Anne Vanderdonckt

Le rêve démasqué

Anne Vanderdonckt
Anne Vanderdonckt Directrice de la rédaction

Anne Vanderdonckt observe la société, ses évolutions, ses progrès, ses incohérences. Partage ses doutes, ses interrogations, ses enthousiasmes. Quand elle se moque, ce n’est jamais que d’elle-même.

L’autre nuit, je me suis réveillée en sueur, les yeux écarquillés, encore dans l’horreur de mon cauchemar. Un peu comme une de ces femmes représentées en quadrichromie sur les couvertures des polars des années 50. Ce cauchemar-là, je ne l’avais jamais fait, et le sujet va vous sembler idiot, comme à moi dès que j’ai pu reprendre mes esprits.
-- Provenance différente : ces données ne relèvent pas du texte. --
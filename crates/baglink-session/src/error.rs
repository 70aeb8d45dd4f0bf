/// Errors that can occur in session operations.
#[derive(Debug, thiserror::Error)]
pub enum SessionError {
    /// Transport-level error.
    #[error("transport error: {0}")]
    Transport(#[from] baglink_transport::TransportError),

    /// Frame-level error.
    #[error("frame error: {0}")]
    Frame(#[from] baglink_frame::FrameError),

    /// The session is not in a state that accepts this operation.
    #[error("not connected")]
    NotConnected,

    /// A connect was requested while a session is already active.
    #[error("already connected")]
    AlreadyConnected,
}

pub type Result<T> = std::result::Result<T, SessionError>;
//! Actuator command bytes.
//!
//! Commands are single ASCII characters with no terminator; upper case
//! switches the actuator on, lower case off. Anything outside the closed
//! set is rejected at the boundary.

use std::fmt;

/// A command accepted by the bag firmware.
#[derive(Debug, Clone, Copy, PartialEq, Eq, Hash)]
pub enum Command {
    HeatOn,
    HeatOff,
    CoolOn,
    CoolOff,
    LightOn,
    LightOff,
}

impl Command {
    /// The single wire character for this command.
    pub const fn wire_byte(self) -> u8 {
        match self {
            Command::HeatOn => b'H',
            Command::HeatOff => b'h',
            Command::CoolOn => b'C',
            Command::CoolOff => b'c',
            Command::LightOn => b'L',
            Command::LightOff => b'l',
        }
    }

    /// Decode a wire character; `None` for anything outside the command set.
    pub const fn from_wire(byte: u8) -> Option<Self> {
        match byte {
            b'H' => Some(Command::HeatOn),
            b'h' => Some(Command::HeatOff),
            b'C' => Some(Command::CoolOn),
            b'c' => Some(Command::CoolOff),
            b'L' => Some(Command::LightOn),
            b'l' => Some(Command::LightOff),
            _ => None,
        }
    }

    /// The actuator this command addresses.
    pub const fn actuator(self) -> &'static str {
        match self {
            Command::HeatOn | Command::HeatOff => "heat",
            Command::CoolOn | Command::CoolOff => "cool",
            Command::LightOn | Command::LightOff => "light",
        }
    }

    /// Whether this command switches its actuator on.
    pub const fn is_on(self) -> bool {
        matches!(self, Command::HeatOn | Command::CoolOn | Command::LightOn)
    }
}

impl fmt::Display for Command {
    fn fmt(&self, f: &mut fmt::Formatter<'_>) -> fmt::Result {
        write!(
            f,
            "{} {}",
            self.actuator(),
            if self.is_on() { "on" } else { "off" }
        )
    }
}

/// Encode a command into its wire representation.
pub const fn encode_command(command: Command) -> [u8; 1] {
    [command.wire_byte()]
}

#[cfg(test)]
mod tests {
    use super::*;

    const ALL: [Command; 6] = [
        Command::HeatOn,
        Command::HeatOff,
        Command::CoolOn,
        Command::CoolOff,
        Command::LightOn,
        Command::LightOff,
    ];

    #[test]
    fn wire_mapping_is_bijective() {
        for command in ALL {
            assert_eq!(Command::from_wire(command.wire_byte()), Some(command));
        }
    }

    #[test]
    fn rejects_unknown_bytes() {
        assert_eq!(Command::from_wire(b'X'), None);
        assert_eq!(Command::from_wire(b'\n'), None);
        assert_eq!(Command::from_wire(0), None);
    }

    #[test]
    fn encode_is_single_byte() {
        assert_eq!(encode_command(Command::HeatOn), [b'H']);
        assert_eq!(encode_command(Command::LightOff), [b'l']);
    }

    #[test]
    fn display_names_actuator_and_direction() {
        assert_eq!(Command::CoolOn.to_string(), "cool on");
        assert_eq!(Command::HeatOff.to_string(), "heat off");
    }
}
Donc... Je me promenais dans une rue très fréquentée, peut-être la rue Neuve à Bruxelles où je n’ai plus mis les pieds depuis vingt ans. Tout le monde portait un masque. Moi pas. C’était, je crois, une version actualisée de ce rêve classique de la personne réalisant qu’elle est toute nue au milieu d’une foule habillée. Je me suis dit que le cerveau retraitant les informations vécues en journée, j’avais dû réinterpréter une « mésaventure » récente. Un jour où il pleuvait comme vache qui pisse, j’ai foncé dans un magasin d’alimentation pour acheter les légumes du dîner. Je me frotte les mains au gel hydroalcoolique, m’empare du caddy (obligatoire), baisse mon capuchon trempé. Une cliente me lance un regard choqué. Mon masque était resté dans la voiture... La honte!

Et ce n’est pas la première fois que je surgis de mon fier destrier hybride les cheveux au vent et le menton conquérant jusqu’au moment où quelque chose me dit que j’ai encore oublié d’y prendre ce satané masque. Donc, lorsque la presse a joué les mères la morale quand Angela Merckel, après un discours dans je ne sais plus quel hémicycle, avait omis de remettre son masque en allant se rasseoir, j’ai fondu d’empathie. Elle devait avoir ses idées ailleurs, et que celui à qui ce n’est jamais arrivé me jette la première pierre!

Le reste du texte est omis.